== Listed entries
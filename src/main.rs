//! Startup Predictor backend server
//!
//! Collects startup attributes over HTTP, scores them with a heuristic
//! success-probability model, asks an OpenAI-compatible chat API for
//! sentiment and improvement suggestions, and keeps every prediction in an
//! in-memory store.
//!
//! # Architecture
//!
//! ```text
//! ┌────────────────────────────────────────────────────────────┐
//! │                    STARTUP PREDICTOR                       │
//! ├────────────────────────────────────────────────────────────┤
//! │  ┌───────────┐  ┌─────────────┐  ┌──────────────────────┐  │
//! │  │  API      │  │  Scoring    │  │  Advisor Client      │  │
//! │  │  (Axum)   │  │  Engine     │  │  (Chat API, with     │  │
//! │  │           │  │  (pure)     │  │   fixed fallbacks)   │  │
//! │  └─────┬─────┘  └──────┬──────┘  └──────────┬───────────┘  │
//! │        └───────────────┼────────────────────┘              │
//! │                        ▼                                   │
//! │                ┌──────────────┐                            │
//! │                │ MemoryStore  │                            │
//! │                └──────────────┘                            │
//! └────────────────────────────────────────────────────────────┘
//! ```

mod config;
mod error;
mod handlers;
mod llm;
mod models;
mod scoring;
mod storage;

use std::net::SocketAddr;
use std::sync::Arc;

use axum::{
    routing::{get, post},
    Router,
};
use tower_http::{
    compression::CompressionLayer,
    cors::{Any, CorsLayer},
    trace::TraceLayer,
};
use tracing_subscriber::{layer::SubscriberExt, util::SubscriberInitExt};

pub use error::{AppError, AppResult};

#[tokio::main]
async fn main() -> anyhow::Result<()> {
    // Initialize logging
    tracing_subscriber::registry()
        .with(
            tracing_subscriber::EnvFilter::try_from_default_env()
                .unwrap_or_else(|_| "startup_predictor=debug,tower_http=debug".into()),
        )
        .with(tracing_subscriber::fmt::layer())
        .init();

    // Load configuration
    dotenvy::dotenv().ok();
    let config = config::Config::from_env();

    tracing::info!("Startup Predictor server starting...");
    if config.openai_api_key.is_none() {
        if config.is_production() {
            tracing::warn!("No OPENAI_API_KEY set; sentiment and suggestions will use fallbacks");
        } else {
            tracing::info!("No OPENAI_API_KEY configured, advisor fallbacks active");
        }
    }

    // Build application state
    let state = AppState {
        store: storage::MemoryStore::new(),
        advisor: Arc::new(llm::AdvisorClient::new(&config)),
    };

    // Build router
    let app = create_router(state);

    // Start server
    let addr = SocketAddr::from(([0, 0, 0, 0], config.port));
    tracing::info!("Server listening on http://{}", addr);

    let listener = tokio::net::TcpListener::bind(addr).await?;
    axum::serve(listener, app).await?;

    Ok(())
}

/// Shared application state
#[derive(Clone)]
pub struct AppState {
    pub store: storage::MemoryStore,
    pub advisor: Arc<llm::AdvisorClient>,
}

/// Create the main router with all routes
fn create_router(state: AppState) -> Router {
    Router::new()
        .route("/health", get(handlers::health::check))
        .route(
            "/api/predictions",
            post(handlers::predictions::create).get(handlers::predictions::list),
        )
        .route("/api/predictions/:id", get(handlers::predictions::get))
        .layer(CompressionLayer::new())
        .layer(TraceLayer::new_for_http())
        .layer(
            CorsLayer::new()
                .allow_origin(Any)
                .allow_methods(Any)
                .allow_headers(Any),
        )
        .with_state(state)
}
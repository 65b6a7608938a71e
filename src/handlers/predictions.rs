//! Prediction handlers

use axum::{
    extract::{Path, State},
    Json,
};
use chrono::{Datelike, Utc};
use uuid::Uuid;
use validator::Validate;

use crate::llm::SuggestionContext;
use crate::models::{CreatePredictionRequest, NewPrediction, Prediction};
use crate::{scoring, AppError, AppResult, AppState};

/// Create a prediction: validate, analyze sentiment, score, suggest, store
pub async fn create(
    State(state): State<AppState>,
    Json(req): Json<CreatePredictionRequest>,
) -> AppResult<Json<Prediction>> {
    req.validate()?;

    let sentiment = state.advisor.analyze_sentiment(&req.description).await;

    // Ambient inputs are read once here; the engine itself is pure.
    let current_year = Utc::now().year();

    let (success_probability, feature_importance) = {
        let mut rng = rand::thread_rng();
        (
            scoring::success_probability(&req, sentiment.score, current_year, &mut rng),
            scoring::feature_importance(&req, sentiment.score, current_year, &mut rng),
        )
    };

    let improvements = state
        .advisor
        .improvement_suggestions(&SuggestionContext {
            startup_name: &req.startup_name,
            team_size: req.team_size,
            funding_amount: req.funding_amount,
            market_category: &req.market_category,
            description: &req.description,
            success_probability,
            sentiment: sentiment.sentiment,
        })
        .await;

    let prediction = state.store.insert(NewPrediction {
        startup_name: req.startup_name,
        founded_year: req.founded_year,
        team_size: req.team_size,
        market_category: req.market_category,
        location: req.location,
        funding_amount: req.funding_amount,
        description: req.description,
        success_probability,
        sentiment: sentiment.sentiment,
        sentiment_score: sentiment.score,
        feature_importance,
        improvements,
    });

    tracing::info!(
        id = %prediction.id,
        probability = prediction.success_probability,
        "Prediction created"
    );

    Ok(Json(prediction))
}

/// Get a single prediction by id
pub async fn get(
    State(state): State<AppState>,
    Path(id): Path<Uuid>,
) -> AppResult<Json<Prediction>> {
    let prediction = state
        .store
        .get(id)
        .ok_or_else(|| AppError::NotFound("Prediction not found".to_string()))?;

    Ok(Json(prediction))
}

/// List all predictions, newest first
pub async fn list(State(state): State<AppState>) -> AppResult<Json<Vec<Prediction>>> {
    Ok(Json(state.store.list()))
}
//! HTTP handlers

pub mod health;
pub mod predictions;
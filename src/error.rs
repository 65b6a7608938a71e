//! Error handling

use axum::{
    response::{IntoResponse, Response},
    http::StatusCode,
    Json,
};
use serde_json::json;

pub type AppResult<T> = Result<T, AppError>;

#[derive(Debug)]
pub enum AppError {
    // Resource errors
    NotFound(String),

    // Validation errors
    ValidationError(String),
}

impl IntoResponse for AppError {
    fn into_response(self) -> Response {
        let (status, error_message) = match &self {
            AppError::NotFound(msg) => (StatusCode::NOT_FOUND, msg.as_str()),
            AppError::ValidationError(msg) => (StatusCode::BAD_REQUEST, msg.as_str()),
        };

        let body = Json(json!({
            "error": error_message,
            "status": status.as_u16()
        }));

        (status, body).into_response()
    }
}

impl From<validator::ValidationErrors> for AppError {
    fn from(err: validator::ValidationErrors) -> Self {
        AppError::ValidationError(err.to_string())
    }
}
====
== Listed entries
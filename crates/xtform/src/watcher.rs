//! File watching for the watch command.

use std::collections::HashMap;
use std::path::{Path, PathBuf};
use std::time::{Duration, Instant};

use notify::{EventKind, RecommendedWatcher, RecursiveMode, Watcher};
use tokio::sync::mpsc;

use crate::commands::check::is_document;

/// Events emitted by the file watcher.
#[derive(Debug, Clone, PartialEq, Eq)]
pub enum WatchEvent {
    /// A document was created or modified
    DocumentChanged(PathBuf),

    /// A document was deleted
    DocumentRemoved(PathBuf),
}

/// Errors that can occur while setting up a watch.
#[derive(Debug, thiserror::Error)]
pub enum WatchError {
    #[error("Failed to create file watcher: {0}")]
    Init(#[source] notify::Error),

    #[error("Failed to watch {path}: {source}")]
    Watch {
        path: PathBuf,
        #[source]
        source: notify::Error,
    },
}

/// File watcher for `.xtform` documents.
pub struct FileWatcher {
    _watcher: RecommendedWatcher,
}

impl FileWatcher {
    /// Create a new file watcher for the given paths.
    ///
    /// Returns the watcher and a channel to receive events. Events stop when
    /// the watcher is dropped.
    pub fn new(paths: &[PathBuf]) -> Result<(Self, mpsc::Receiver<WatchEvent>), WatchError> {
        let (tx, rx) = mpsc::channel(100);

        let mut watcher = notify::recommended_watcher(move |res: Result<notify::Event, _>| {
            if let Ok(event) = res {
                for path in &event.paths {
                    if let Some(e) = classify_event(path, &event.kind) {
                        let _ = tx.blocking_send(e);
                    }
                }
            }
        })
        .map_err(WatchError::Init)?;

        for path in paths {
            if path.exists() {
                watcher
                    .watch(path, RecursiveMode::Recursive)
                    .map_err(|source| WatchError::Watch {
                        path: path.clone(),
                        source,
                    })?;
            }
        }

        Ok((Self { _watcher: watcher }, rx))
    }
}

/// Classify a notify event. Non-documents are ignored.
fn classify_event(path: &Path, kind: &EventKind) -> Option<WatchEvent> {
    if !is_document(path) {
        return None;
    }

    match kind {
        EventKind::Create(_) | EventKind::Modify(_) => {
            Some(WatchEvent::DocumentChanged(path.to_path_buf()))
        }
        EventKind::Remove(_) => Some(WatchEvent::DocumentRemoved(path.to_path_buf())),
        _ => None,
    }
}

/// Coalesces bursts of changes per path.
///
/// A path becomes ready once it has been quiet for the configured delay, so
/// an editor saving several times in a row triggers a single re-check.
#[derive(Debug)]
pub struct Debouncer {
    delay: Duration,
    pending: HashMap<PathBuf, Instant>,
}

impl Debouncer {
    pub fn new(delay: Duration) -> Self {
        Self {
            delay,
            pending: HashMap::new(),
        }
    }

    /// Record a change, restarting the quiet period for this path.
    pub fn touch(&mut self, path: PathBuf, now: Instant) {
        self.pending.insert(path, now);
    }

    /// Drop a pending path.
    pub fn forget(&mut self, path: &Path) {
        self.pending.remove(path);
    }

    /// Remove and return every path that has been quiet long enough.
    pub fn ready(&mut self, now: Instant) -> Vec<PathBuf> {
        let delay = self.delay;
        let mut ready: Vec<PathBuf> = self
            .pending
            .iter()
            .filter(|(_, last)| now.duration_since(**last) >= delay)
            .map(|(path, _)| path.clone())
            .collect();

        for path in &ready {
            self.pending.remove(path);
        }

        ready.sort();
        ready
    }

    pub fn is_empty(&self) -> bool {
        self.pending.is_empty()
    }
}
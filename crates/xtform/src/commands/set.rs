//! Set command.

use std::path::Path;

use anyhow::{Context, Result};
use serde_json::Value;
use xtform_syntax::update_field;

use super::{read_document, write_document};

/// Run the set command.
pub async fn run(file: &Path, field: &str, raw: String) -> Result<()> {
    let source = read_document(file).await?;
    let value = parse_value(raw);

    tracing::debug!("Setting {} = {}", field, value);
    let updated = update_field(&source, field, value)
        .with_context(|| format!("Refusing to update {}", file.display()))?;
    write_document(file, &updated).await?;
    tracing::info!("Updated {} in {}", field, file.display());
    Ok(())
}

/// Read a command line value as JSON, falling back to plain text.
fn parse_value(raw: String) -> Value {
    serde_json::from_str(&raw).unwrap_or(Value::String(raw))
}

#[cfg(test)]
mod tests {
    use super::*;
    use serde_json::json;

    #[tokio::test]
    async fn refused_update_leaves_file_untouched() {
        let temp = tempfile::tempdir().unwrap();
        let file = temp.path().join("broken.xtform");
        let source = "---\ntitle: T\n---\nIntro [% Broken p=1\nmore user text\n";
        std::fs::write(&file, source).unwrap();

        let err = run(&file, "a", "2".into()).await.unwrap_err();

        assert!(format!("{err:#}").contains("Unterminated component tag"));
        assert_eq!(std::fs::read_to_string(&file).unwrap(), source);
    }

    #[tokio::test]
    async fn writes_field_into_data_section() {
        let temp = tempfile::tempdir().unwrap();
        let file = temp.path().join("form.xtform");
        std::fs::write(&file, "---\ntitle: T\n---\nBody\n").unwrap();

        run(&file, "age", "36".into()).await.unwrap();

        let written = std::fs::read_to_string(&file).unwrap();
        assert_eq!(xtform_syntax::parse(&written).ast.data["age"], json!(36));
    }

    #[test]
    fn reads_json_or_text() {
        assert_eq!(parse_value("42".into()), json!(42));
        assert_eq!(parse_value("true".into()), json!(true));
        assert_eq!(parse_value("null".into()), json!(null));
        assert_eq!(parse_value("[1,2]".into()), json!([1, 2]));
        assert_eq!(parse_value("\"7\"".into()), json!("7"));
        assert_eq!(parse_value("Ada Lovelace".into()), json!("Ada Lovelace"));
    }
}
====
Exercise description:
Where does the string "enum" occur in the listing above? Return every line that contains it.

Written response:
pub enum AppError {
pub enum WatchEvent {
pub enum WatchError {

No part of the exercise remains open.